Volodya, whose father had been arrested and perished in prison (rehabilitated posthumously)? Volodya, whose mother, a totally apolitical woman of weak health (she had TB) had to endure six years of solitary confinement? Is this Volodya who had himself enough of supervision from NKVD, GPU, MGB and whatever else have been the names of those agencies, as had indeed our whole much-suffering family?
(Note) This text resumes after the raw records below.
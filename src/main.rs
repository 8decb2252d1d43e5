use std::fs::File;
use std::sync::Arc;

use anyhow::Context;
use clap::Parser;
use tracing::info;
use tracing_subscriber::EnvFilter;

use lifeview::app::App;
use lifeview::client::GridClient;
use lifeview::config::Args;

#[tokio::main]
async fn main() -> anyhow::Result<()> {
    let args = Args::parse();

    init_logging(&args)?;

    let config = args.render_config().context("Invalid render settings")?;
    let server = args.server_url()?;
    info!(%server, ?config, "starting viewer");

    let client = GridClient::with_options(server, args.api, args.timeout())
        .context("Failed to build HTTP client")?;

    let mut app = App::new(client, config, args.refresh_interval());
    app.run().await
}

/// The terminal is in raw mode while the viewer runs, so logs only go to a file
fn init_logging(args: &Args) -> anyhow::Result<()> {
    let Some(path) = &args.log_file else {
        return Ok(());
    };

    let file = File::create(path)
        .with_context(|| format!("Failed to create log file {}", path.display()))?;

    let filter = EnvFilter::try_from_default_env().unwrap_or_else(|_| EnvFilter::new("warn"));

    tracing_subscriber::fmt()
        .with_env_filter(filter)
        .with_writer(Arc::new(file))
        .with_ansi(false)
        .init();

    Ok(())
}
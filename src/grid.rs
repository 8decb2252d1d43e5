use serde::Deserialize;
use serde::Serialize;

/// The cell states sent by the server.
///
/// Rows run top to bottom and each row runs left to right. `true` means the cell is alive. The
/// wire format is a plain JSON array of arrays of booleans.
#[derive(Debug, Clone, Default, PartialEq, Eq, Serialize, Deserialize)]
#[serde(transparent)]
pub struct GridMatrix {
    rows: Vec<Vec<bool>>,
}

impl GridMatrix {
    /// A matrix with no rows. This is what a failed grid request turns into.
    pub fn empty() -> Self {
        Self::default()
    }

    /// A `rows` by `cols` matrix of dead cells
    pub fn dead(rows: usize, cols: usize) -> Self {
        Self {
            rows: vec![vec![false; cols]; rows],
        }
    }

    pub fn row_count(&self) -> usize {
        self.rows.len()
    }

    /// Length of the first row, or 0 when there are no rows
    pub fn column_count(&self) -> usize {
        self.rows.first().map_or(0, Vec::len)
    }

    pub fn is_empty(&self) -> bool {
        self.rows.is_empty()
    }

    /// Whether the matrix has exactly `rows` rows and its first row has exactly `cols` cells
    pub fn has_shape(&self, (rows, cols): (usize, usize)) -> bool {
        self.row_count() == rows && self.column_count() == cols
    }

    /// Cell at column `x` of row `y`. Anything outside the matrix is dead.
    pub fn get(&self, x: usize, y: usize) -> bool {
        self.rows
            .get(y)
            .and_then(|row| row.get(x))
            .copied()
            .unwrap_or(false)
    }

    pub fn set(&mut self, x: usize, y: usize, alive: bool) {
        if let Some(cell) = self.rows.get_mut(y).and_then(|row| row.get_mut(x)) {
            *cell = alive;
        }
    }

    /// Iterates over the `(x, y)` coordinates of alive cells in row-major order, reading at most
    /// `cols` cells from each row
    pub fn alive_cells(&self, cols: usize) -> impl Iterator<Item = (usize, usize)> + '_ {
        self.rows.iter().enumerate().flat_map(move |(y, row)| {
            row.iter()
                .take(cols)
                .enumerate()
                .filter(|&(_, &alive)| alive)
                .map(move |(x, _)| (x, y))
        })
    }

    pub fn population(&self) -> usize {
        self.rows.iter().flatten().filter(|&&alive| alive).count()
    }
}

impl From<serde_json::Value> for GridMatrix {
    /// Any JSON value that is not an array of arrays of booleans becomes the empty matrix, which
    /// never has the expected shape.
    fn from(value: serde_json::Value) -> Self {
        serde_json::from_value(value).unwrap_or_default()
    }
}

impl From<Vec<Vec<bool>>> for GridMatrix {
    fn from(rows: Vec<Vec<bool>>) -> Self {
        Self { rows }
    }
}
Is this the same “Volodey” who was witty in his younger age . . . and was not afraid to laugh at this whole world of oppression, lies, and mortal danger . . . ?
She summarized Volodya’s claims with disgust: “Let us also forgive Stalin for all the disregard of norms of democracy and laws” because he was supposedly “stern but just, something like Ivan the Terrible,” and was “the great patriot of the motherland and the greatest war commander.” She shuddered at the idea of a resurgence of the cult of her father.